Poi si sdraiò, chiuse gli occhi e fece ciò che aveva sempre fatto quando andava lì con suo padre: si lasciò andare al silenzio e alla pace. Resterò qui, si disse. Resterò qui finché non accade qualcosa. Il pensiero le sembrò assurdo e logico insieme. Si cullava nell'irrazionalità, convinta che prima o poi avrebbe capito, che quel giorno sarebbe scesa dall'Eremo sapendo cosa avrebbe fatto della sua vita. Non c'è nessuno. È come l'altra volta. Riaccadrà.

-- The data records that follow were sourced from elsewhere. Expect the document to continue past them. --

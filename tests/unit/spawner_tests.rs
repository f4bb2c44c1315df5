//! Spawning real processes and classifying failures.

use sim_supervisor::orchestrator::spawner::spawn;
use sim_supervisor::SpawnError;

#[tokio::test]
async fn spawn_returns_pid_without_blocking() {
    let mut spawned = spawn("/bin/sh", &["-c".into(), "exit 7".into()]).expect("spawn sh");
    assert!(spawned.pid > 0);

    let status = spawned.child.wait().await.expect("wait");
    assert_eq!(status.code(), Some(7));
}

#[tokio::test]
async fn arguments_are_passed_verbatim() {
    let temp = tempfile::tempdir().expect("tempdir");
    let out = temp.path().join("args.txt");
    let script = format!("printf '%s|' \"$@\" > '{}'", out.display());

    let mut spawned = spawn(
        "/bin/sh",
        &[
            "-c".into(),
            script,
            "watchdog".into(),
            "101".into(),
            "$HOME".into(),
            "two words".into(),
        ],
    )
    .expect("spawn sh");
    spawned.child.wait().await.expect("wait");

    let written = std::fs::read_to_string(&out).expect("read args");
    assert_eq!(written, "101|$HOME|two words|", "no shell expansion of arguments");
}

#[tokio::test]
async fn missing_executable_is_exec_failure() {
    let err = spawn("/nonexistent/bin/motorZ", &[]).expect_err("missing binary");
    match &err {
        SpawnError::ExecFailed { program, reason } => {
            assert_eq!(program, "/nonexistent/bin/motorZ");
            assert!(!reason.is_empty());
        }
        SpawnError::ForkFailed { .. } => panic!("expected exec failure, got {err:?}"),
    }
}

#[tokio::test]
async fn non_executable_file_is_exec_failure() {
    let temp = tempfile::tempdir().expect("tempdir");
    let path = temp.path().join("world");
    std::fs::write(&path, "not a program").expect("write");

    let err = spawn(path.to_str().expect("utf8"), &[]).expect_err("not executable");
    assert!(matches!(err, SpawnError::ExecFailed { .. }), "{err:?}");
}

#[tokio::test]
async fn dropping_child_does_not_kill_it() {
    let spawned = spawn("/bin/sh", &["-c".into(), "exec sleep 5".into()]).expect("spawn");
    let pid = nix::unistd::Pid::from_raw(i32::try_from(spawned.pid).expect("pid fits"));
    drop(spawned);

    // Signal 0 only checks that the process still exists.
    assert!(nix::sys::signal::kill(pid, None).is_ok());
    nix::sys::signal::kill(pid, nix::sys::signal::Signal::SIGKILL).expect("cleanup");
}
#![forbid(unsafe_code)]

//! `sim-supervisor` binary for the motor simulation.
//!
//! Loads configuration, installs the interrupt listener and runs one
//! session. Exits with status 0 once the session's channels are gone,
//! whether it ended through a worker exit or an operator interrupt.

use std::path::PathBuf;
use std::sync::Arc;

use clap::Parser;
use tracing::info;
use tracing_subscriber::{fmt, EnvFilter};

use sim_supervisor::config::{ConfigOverrides, LogFormat};
use sim_supervisor::orchestrator::interrupt::{listen_for_interrupt, InterruptFlag};
use sim_supervisor::orchestrator::supervisor::Supervisor;
use sim_supervisor::{AppError, Result, SupervisorConfig};

#[derive(Debug, Parser)]
#[command(name = "sim-supervisor", about = "Motor simulation supervisor", version, long_about = None)]
struct Cli {
    /// Path to the TOML configuration file. Built-in defaults when omitted.
    #[arg(long)]
    config: Option<PathBuf>,

    /// Log output format (text or json).
    #[arg(long, value_enum, default_value_t = LogFormat::Text)]
    log_format: LogFormat,

    /// Override the delay before each shutdown step, in milliseconds.
    #[arg(long)]
    pacing_ms: Option<u64>,

    /// Override the session log file path.
    #[arg(long)]
    log_file: Option<PathBuf>,
}

fn main() -> Result<()> {
    let args = Cli::parse();
    init_tracing(args.log_format)?;
    info!("sim-supervisor bootstrap");

    let config = Arc::new(load_config(&args)?);

    tokio::runtime::Builder::new_current_thread()
        .enable_all()
        .build()
        .map_err(|err| AppError::Config(format!("failed to build tokio runtime: {err}")))?
        .block_on(run(config))
}

async fn run(config: Arc<SupervisorConfig>) -> Result<()> {
    let interrupt = InterruptFlag::new();
    let listener = listen_for_interrupt(interrupt.clone())?;

    let supervisor = Supervisor::new(config, interrupt);
    let outcome = supervisor.run().await;
    listener.abort();

    info!(
        session_id = %outcome.session_id,
        interrupted = outcome.was_interrupted(),
        channels_left = outcome.report.teardown.failed.len(),
        "main program exiting with status 0"
    );

    Ok(())
}

fn load_config(args: &Cli) -> Result<SupervisorConfig> {
    let mut config = match &args.config {
        Some(path) => SupervisorConfig::load_from_path(path)?,
        None => SupervisorConfig::default(),
    };

    config.apply_overrides(&ConfigOverrides {
        pacing_ms: args.pacing_ms,
        log_file: args.log_file.clone(),
    });

    config.validate()?;
    info!(
        channels = config.channels.len(),
        pacing_ms = config.pacing_ms,
        log_file = %config.log_file.display(),
        "configuration loaded"
    );
    Ok(config)
}

fn init_tracing(log_format: LogFormat) -> Result<()> {
    let env_filter = EnvFilter::try_from_default_env().unwrap_or_else(|_| EnvFilter::new("info"));
    let subscriber = fmt().with_env_filter(env_filter);

    match log_format {
        LogFormat::Text => subscriber
            .try_init()
            .map_err(|err| AppError::Config(format!("failed to init tracing: {err}")))?,
        LogFormat::Json => subscriber
            .json()
            .try_init()
            .map_err(|err| AppError::Config(format!("failed to init tracing: {err}")))?,
    }

    Ok(())
}
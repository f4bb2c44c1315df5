//! Process supervision.
//!
//! Covers worker spawning, the process registry, exit monitoring,
//! operator interrupts, the cascading shutdown and the session driver
//! tying them together.

pub mod exit_monitor;
pub mod interrupt;
pub mod registry;
pub mod shutdown;
pub mod spawner;
pub mod supervisor;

Rimase sdraiata per oltre un'ora. Respirò regolarmente e non mosse alcun muscolo. Poi riaprì gli occhi. Erano umidi di lacrime. Il cielo rimaneva chiaro. Non si era fatto notte in pochi attimi. Non erano apparsi fantasmi di uomini morti quarant'anni prima. Nessun Padre Pietro. E Nessun Padre. Si sentì piccola e sciocca. Una bambina sperduta che si era intestardita a credere nelle favole, che fosse tutto vero, che avrebbe potuto passare dal mondo reale a quello dei sogni solo perché lo desiderava così tanto. Le lacrime iniziarono a scendere sulle guance. Si girò su un fianco e, per alcuni minuti, pianse.

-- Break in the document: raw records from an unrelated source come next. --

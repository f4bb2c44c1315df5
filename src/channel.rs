//! Named FIFO set shared between the workers.
//!
//! The supervisor never opens these channels; it only owns their
//! lifecycle. Creation and removal failures are logged and never fatal:
//! a worker that depends on a missing channel fails on its own when it
//! tries to open it.

use std::fs;
use std::io;
use std::os::unix::fs::FileTypeExt;
use std::path::{Path, PathBuf};

use nix::errno::Errno;
use nix::sys::stat::Mode;
use nix::unistd::mkfifo;
use tracing::{error, info, warn};

use crate::config::ChannelConfig;
use crate::AppError;

/// Existence state of one channel on disk, as far as the supervisor knows.
#[derive(Debug, Clone, Copy, PartialEq, Eq)]
pub enum ChannelState {
    /// Not created (yet, or creation failed).
    Absent,
    /// Present on disk, created now or left over from an earlier session.
    Created,
    /// Removed during teardown, or found already gone.
    Removed,
}

/// One FIFO of the session.
#[derive(Debug, Clone, PartialEq, Eq)]
pub struct Channel {
    /// Producer/consumer pair, for logs.
    pub role: String,
    /// Filesystem path.
    pub path: PathBuf,
    /// Current state.
    pub state: ChannelState,
}

/// Outcome of [`ChannelSet::provision`].
#[derive(Debug, Default, Clone, PartialEq, Eq)]
pub struct ProvisionReport {
    /// Channels freshly created.
    pub created: Vec<PathBuf>,
    /// Channels that already existed on disk.
    pub stale: Vec<PathBuf>,
    /// Channels that could not be created.
    pub failed: Vec<PathBuf>,
}

/// Outcome of [`ChannelSet::teardown`].
#[derive(Debug, Default, Clone, PartialEq, Eq)]
pub struct TeardownReport {
    /// Channels removed by this call.
    pub removed: Vec<PathBuf>,
    /// Channels that were already gone.
    pub missing: Vec<PathBuf>,
    /// Channels whose removal failed for another reason.
    pub failed: Vec<PathBuf>,
}

/// The session's set of named channels.
#[derive(Debug)]
pub struct ChannelSet {
    channels: Vec<Channel>,
    mode: Mode,
    torn_down: bool,
}

impl ChannelSet {
    /// Build a channel set from explicit definitions; nothing touches disk yet.
    #[must_use]
    pub fn new(defs: &[ChannelConfig], mode: u32) -> Self {
        let channels = defs
            .iter()
            .map(|def| Channel {
                role: def.role.clone(),
                path: def.path.clone(),
                state: ChannelState::Absent,
            })
            .collect();

        Self {
            channels,
            mode: Mode::from_bits_truncate(mode),
            torn_down: false,
        }
    }

    /// Create every FIFO.
    ///
    /// An existing entry is logged as a stale artifact and treated as
    /// created. Any other failure leaves that channel absent. A set that
    /// was already torn down is never provisioned again.
    pub fn provision(&mut self) -> ProvisionReport {
        let mut report = ProvisionReport::default();

        if self.torn_down {
            warn!("channel set already torn down; refusing to provision a closed session");
            return report;
        }

        let mode = self.mode;
        for channel in &mut self.channels {
            match mkfifo(&channel.path, mode) {
                Ok(()) => {
                    info!(role = %channel.role, path = %channel.path.display(), "channel created");
                    channel.state = ChannelState::Created;
                    report.created.push(channel.path.clone());
                }
                Err(Errno::EEXIST) => {
                    warn!(
                        role = %channel.role,
                        path = %channel.path.display(),
                        "cannot create fifo, already existing; reusing stale channel"
                    );
                    if !is_fifo(&channel.path) {
                        warn!(
                            path = %channel.path.display(),
                            "stale channel path is not a fifo"
                        );
                    }
                    channel.state = ChannelState::Created;
                    report.stale.push(channel.path.clone());
                }
                Err(errno) => {
                    let err = AppError::Channel(format!(
                        "cannot create fifo {}: {errno}",
                        channel.path.display()
                    ));
                    error!(role = %channel.role, %err, "channel left absent");
                    report.failed.push(channel.path.clone());
                }
            }
        }

        report
    }

    /// Remove every FIFO, regardless of how provisioning went.
    ///
    /// Each failure is logged on its own and the loop always continues.
    /// Safe to call more than once; later calls report the channels as
    /// already removed.
    pub fn teardown(&mut self) -> TeardownReport {
        let mut report = TeardownReport::default();
        self.torn_down = true;

        for channel in &mut self.channels {
            match fs::remove_file(&channel.path) {
                Ok(()) => {
                    info!(path = %channel.path.display(), "channel removed");
                    channel.state = ChannelState::Removed;
                    report.removed.push(channel.path.clone());
                }
                Err(err) if err.kind() == io::ErrorKind::NotFound => {
                    warn!(
                        path = %channel.path.display(),
                        %err,
                        "can't unlink channel, already removed"
                    );
                    channel.state = ChannelState::Removed;
                    report.missing.push(channel.path.clone());
                }
                Err(err) => {
                    let err = AppError::Channel(format!(
                        "can't unlink {}: {err}",
                        channel.path.display()
                    ));
                    error!(role = %channel.role, %err, "channel left on disk");
                    report.failed.push(channel.path.clone());
                }
            }
        }

        report
    }

    /// All channels in definition order.
    #[must_use]
    pub fn channels(&self) -> &[Channel] {
        &self.channels
    }

    /// State of the channel at `path`, if it belongs to this set.
    #[must_use]
    pub fn state(&self, path: &Path) -> Option<ChannelState> {
        self.channels
            .iter()
            .find(|channel| channel.path == path)
            .map(|channel| channel.state)
    }

    /// Whether every channel ended in the removed state.
    #[must_use]
    pub fn all_removed(&self) -> bool {
        self.channels
            .iter()
            .all(|channel| channel.state == ChannelState::Removed)
    }

    /// Whether [`teardown`](Self::teardown) has run at least once.
    #[must_use]
    pub fn is_torn_down(&self) -> bool {
        self.torn_down
    }
}

fn is_fifo(path: &Path) -> bool {
    fs::symlink_metadata(path).is_ok_and(|meta| meta.file_type().is_fifo())
}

Poi si rialzò e raccolse le sue cose. Sbatté e piegò l'asciugamano, riponendolo per ultimo. Si mise lo zaino in spalla e fece per muoversi verso il ritorno, quando si ricordò del lettore musicale. Posò di nuovo lo zaino a terra e lo tirò fuori, staccandolo dal powerbank. Mise gli auricolari e lo accese. La canzone che suonava era quella interrotta quando si era scaricato? Le sembrava di no. Giny riconobbe all'istante la melodia e le parole che uscivano dalle cuffiette. Il cuore le balzò quasi fuori dal corpo.

 

Now I have heard a hundred violins crying

And I, I have seen a hundred white doves flying

But nothing is as beautiful as when she believes

When she believes... in me

 

Nulla è così bello come quando lei crede in me.

 

When she believes di Ben Harper. La prima Lezione. In fondo era così che l'aveva sempre aiutata, no? Alla fine, quel qualcosa che stava aspettando lassù era arrivato. Suo padre era ancora lì con lei. All'Eremo, nella canzone, nella passeggiata. Ovunque. Tutto ciò che le aveva lasciato gli avrebbe permesso di non abbandonarla mai più.

Prima di incamminarsi verso la discesa e verso una nuova vita, Giny chiuse gli occhi. Erano ancora umidi ma, dopo tanto tempo, sorrise.